John suddenly doesn’t want to go another instant without kissing Sherlock and so he rolls over, bird held loosely in a protective cage of fingers. He finds Sherlock watching him, curls in wild disarray and a complicated look in his eyes.

John kisses him, slowly and gently, trying to communicate how grateful he is to have met Sherlock, how much he loves him, and how much he wants to wake up like this every morning for the rest of his natural life.

Some of this obviously gets through because Sherlock is smiling when John pulls back, and smoothing a long thumb over the point of John’s shoulder beneath his T-shirt.

‘There’s a Japanese belief,’ Sherlock murmurs, staring intently at his thumb rubbing the soft, worn cotton against John’s skin, ‘that if you fold one thousand paper cranes, then the gods will grant you your heart’s desire.’

‘I see,’ John smiles, helplessly in love with the assorted bits of trivia that Sherlock has seen fit to store in his mind. ‘So will I find another nine hundred and ninety-nine waiting for me in the living room?’

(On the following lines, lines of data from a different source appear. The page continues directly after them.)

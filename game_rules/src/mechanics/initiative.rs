//! Initiative rolls and ordering.

use serde::{Deserialize, Serialize};
use std::cmp::Ordering;

use super::DieRoller;
use crate::entities::Actor;

/// Standard initiative die.
pub const DEFAULT_INITIATIVE_DIE: u32 = 20;

/// A resolved initiative roll.
#[derive(Debug, Clone, Copy, PartialEq, Eq, Serialize, Deserialize)]
pub struct InitiativeRoll {
    /// Face shown on the die.
    pub natural: u32,
    pub modifier: i32,
    /// `natural + modifier`; the primary ordering key.
    pub total: i32,
}

/// Errors that can occur while rolling initiative.
#[derive(Debug, Clone, PartialEq, Eq, thiserror::Error)]
pub enum RollError {
    #[error("a die needs at least two sides, got {0}")]
    InvalidDie(u32),

    #[error("rolled {rolled} on a d{sides}")]
    OutOfRange { rolled: u32, sides: u32 },

    #[error("initiative total overflows: {natural} + {modifier}")]
    Overflow { natural: u32, modifier: i32 },
}

/// Roll initiative: one die plus modifier.
pub fn roll_initiative<R: DieRoller + ?Sized>(
    modifier: i32,
    sides: u32,
    roller: &mut R,
) -> Result<InitiativeRoll, RollError> {
    if sides < 2 {
        return Err(RollError::InvalidDie(sides));
    }

    let natural = roller.roll(sides);
    if natural == 0 || natural > sides {
        return Err(RollError::OutOfRange {
            rolled: natural,
            sides,
        });
    }

    let total = i32::try_from(natural)
        .ok()
        .and_then(|n| n.checked_add(modifier))
        .ok_or(RollError::Overflow { natural, modifier })?;

    Ok(InitiativeRoll {
        natural,
        modifier,
        total,
    })
}

/// Initiative comparison: total descending, then modifier descending, then
/// actor identifier ascending. Total even under full ties.
pub fn compare_initiative(a: (&Actor, &InitiativeRoll), b: (&Actor, &InitiativeRoll)) -> Ordering {
    b.1.total
        .cmp(&a.1.total)
        .then_with(|| b.1.modifier.cmp(&a.1.modifier))
        .then_with(|| a.0.cmp(b.0))
}

/// Sort rolled combatants into initiative order.
pub fn order_initiative(entries: &mut [(Actor, InitiativeRoll)]) {
    entries.sort_by(|a, b| compare_initiative((&a.0, &a.1), (&b.0, &b.1)));
}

‘No.’ Sherlock lifts his eyes and blinks at him, looking sweetly confused. ‘Why would I do that? It’s only for people who don’t already have it.’

John kisses him again, and decides not to mention the dream. Sherlock is warm and pliant against him, in a better mood than John has ever seen him, and will only grow scornful at the idea of dream visions or similar nonsense. And besides, since starting to help Sherlock with his work, then it’s not even close to being the strangest thing that John’s dreamt of.